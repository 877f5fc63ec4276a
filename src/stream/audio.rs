//! Audio Worker: a per-device loop that continuously produces paced
//! audio frames into a Ring Buffer. No inter-worker turn protocol
//! is needed — exactly one worker per device, and the device's own clock
//! paces it (mirrors `audio_encode()` in `audio.c`, which blocks on
//! `pa_simple_read`).

use std::sync::atomic::{AtomicBool, Ordering};
use std::sync::{Arc, Mutex};

use ffmpeg_next as ffmpeg;
use ffmpeg_next::format::sample::Sample;

use crate::capture::{AudioSource, Resampler};
use crate::error::Result;
use crate::ring_buffer::RingBuffer;

/// An audio stream's Ring Buffer and the encoder-shaped parameters needed to
/// size each incoming block, per the data model's Audio Stream attributes.
pub struct AudioStream {
    pub ring: Mutex<RingBuffer<ffmpeg::frame::Audio>>,
    pub channels: u16,
    pub source_rate: u32,
    /// Samples-per-frame: the encoder's fixed frame size, or 10000 when the
    /// encoder accepts variable frame sizes.
    pub samples_per_frame: usize,
    /// The configured audio codec's preferred sample format — probed once at
    /// construction (see `flush::probe_audio_encoder_params`) and reused
    /// both by the real-time Resampler's destination format and by the
    /// flush-time encoder, so the two never disagree about what a Ring
    /// Buffer frame contains.
    pub dst_format: Sample,
    pub pause: Arc<AtomicBool>,
    pub exit: Arc<AtomicBool>,
}

impl AudioStream {
    pub fn new(
        capacity: usize,
        channels: u16,
        source_rate: u32,
        samples_per_frame: usize,
        dst_channels: u16,
        dst_format: Sample,
        pause: Arc<AtomicBool>,
        exit: Arc<AtomicBool>,
    ) -> Self {
        let ring = RingBuffer::new(capacity, || {
            ffmpeg::frame::Audio::new(
                dst_format,
                samples_per_frame,
                ffmpeg::ChannelLayout::default(dst_channels as i32),
            )
        });
        Self {
            ring: Mutex::new(ring),
            channels,
            source_rate,
            samples_per_frame,
            dst_format,
            pause,
            exit,
        }
    }

    /// Bytes to read per block: `sampleSize (2) * channels * S`.
    pub fn block_bytes(&self) -> usize {
        2 * self.channels as usize * self.samples_per_frame
    }
}

/// Runs the worker's steady-state capture loop until the Hub's exit flag
/// is set.
pub fn run_audio_worker<A: AudioSource>(
    stream: &AudioStream,
    source: &mut A,
    resampler: &mut Resampler,
) -> Result<()> {
    let block_bytes = stream.block_bytes();
    let mut scratch = vec![0u8; block_bytes];

    loop {
        // Step 1: observe pause; busy-wait while set.
        while stream.pause.load(Ordering::Acquire) {
            if stream.exit.load(Ordering::Acquire) {
                return Ok(());
            }
            std::thread::yield_now();
        }
        if stream.exit.load(Ordering::Acquire) {
            return Ok(());
        }

        // Step 2: blocking read of one fixed-size PCM block.
        source.read(&mut scratch)?;

        // Build a packed-S16 input frame from the raw bytes for the
        // resampler, sized S samples per channel.
        let mut src_frame = ffmpeg::frame::Audio::new(
            Sample::I16(ffmpeg_next::format::sample::Type::Packed),
            stream.samples_per_frame,
            ffmpeg::ChannelLayout::default(stream.channels as i32),
        );
        src_frame.data_mut(0)[..block_bytes].copy_from_slice(&scratch);

        // Step 3: resample into the slot at the current writeIndex.
        // Step 4: advance writeIndex/frameCount. Unlike the video worker
        // ring, there is only one writer here, so the write happens before
        // the advance rather than the other way around.
        {
            let mut ring = stream.ring.lock().unwrap();
            let index = ring.write_index();
            let dst_frame = ring.slot_mut(index);
            resampler.convert(&src_frame, dst_frame)?;
            ring.advance();
        }
    }
}

#[cfg(test)]
mod tests {
    use super::*;
    use crate::capture::audio_source::SyntheticAudioSource;
    use std::thread;

    fn mono_stream(capacity: usize, pause: Arc<AtomicBool>, exit: Arc<AtomicBool>) -> AudioStream {
        AudioStream::new(
            capacity,
            1,
            44_100,
            1_024,
            1,
            Sample::F32(ffmpeg_next::format::sample::Type::Planar),
            pause,
            exit,
        )
    }

    #[test]
    fn block_bytes_is_sample_size_times_channels_times_samples_per_frame() {
        let pause = Arc::new(AtomicBool::new(false));
        let exit = Arc::new(AtomicBool::new(false));
        let stream = mono_stream(4, pause, exit);
        assert_eq!(stream.block_bytes(), 2 * 1 * 1_024);
    }

    /// Pause safety for the audio worker: an exit observed at the top of
    /// the loop returns before any read or ring advance happens.
    #[test]
    fn exit_flag_stops_worker_before_first_read() {
        let pause = Arc::new(AtomicBool::new(false));
        let exit = Arc::new(AtomicBool::new(true));
        let stream = mono_stream(4, pause, exit);

        let mut source = SyntheticAudioSource { pattern: 0 };
        let mut resampler =
            Resampler::new(44_100, 1, 44_100, 1, Sample::F32(ffmpeg_next::format::sample::Type::Planar))
                .unwrap();

        run_audio_worker(&stream, &mut source, &mut resampler).unwrap();
        assert_eq!(stream.ring.lock().unwrap().frame_count(), 0);
    }

    #[test]
    fn worker_advances_ring_until_exit_is_raised() {
        let pause = Arc::new(AtomicBool::new(false));
        let exit = Arc::new(AtomicBool::new(false));
        let stream = Arc::new(mono_stream(4, pause, exit.clone()));

        let stream_for_thread = stream.clone();
        let handle = thread::spawn(move || {
            let mut source = SyntheticAudioSource { pattern: 7 };
            let mut resampler = Resampler::new(
                44_100,
                1,
                44_100,
                1,
                Sample::F32(ffmpeg_next::format::sample::Type::Planar),
            )
            .unwrap();
            run_audio_worker(&stream_for_thread, &mut source, &mut resampler)
        });

        // Let a few blocks flow through before asking the worker to stop;
        // the synthetic source never blocks so this is not timing-sensitive
        // beyond giving the thread a scheduling slice.
        thread::sleep(std::time::Duration::from_millis(50));
        exit.store(true, Ordering::Release);
        handle.join().unwrap().unwrap();

        assert!(stream.ring.lock().unwrap().frame_count() > 0);
    }
}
--
**Exercise prompt:** Whenever the string "sync" occurs in a line of the entries above, copy that line.

**Written answer:**
use std::sync::atomic::{AtomicBool, Ordering};
use std::sync::{Arc, Mutex};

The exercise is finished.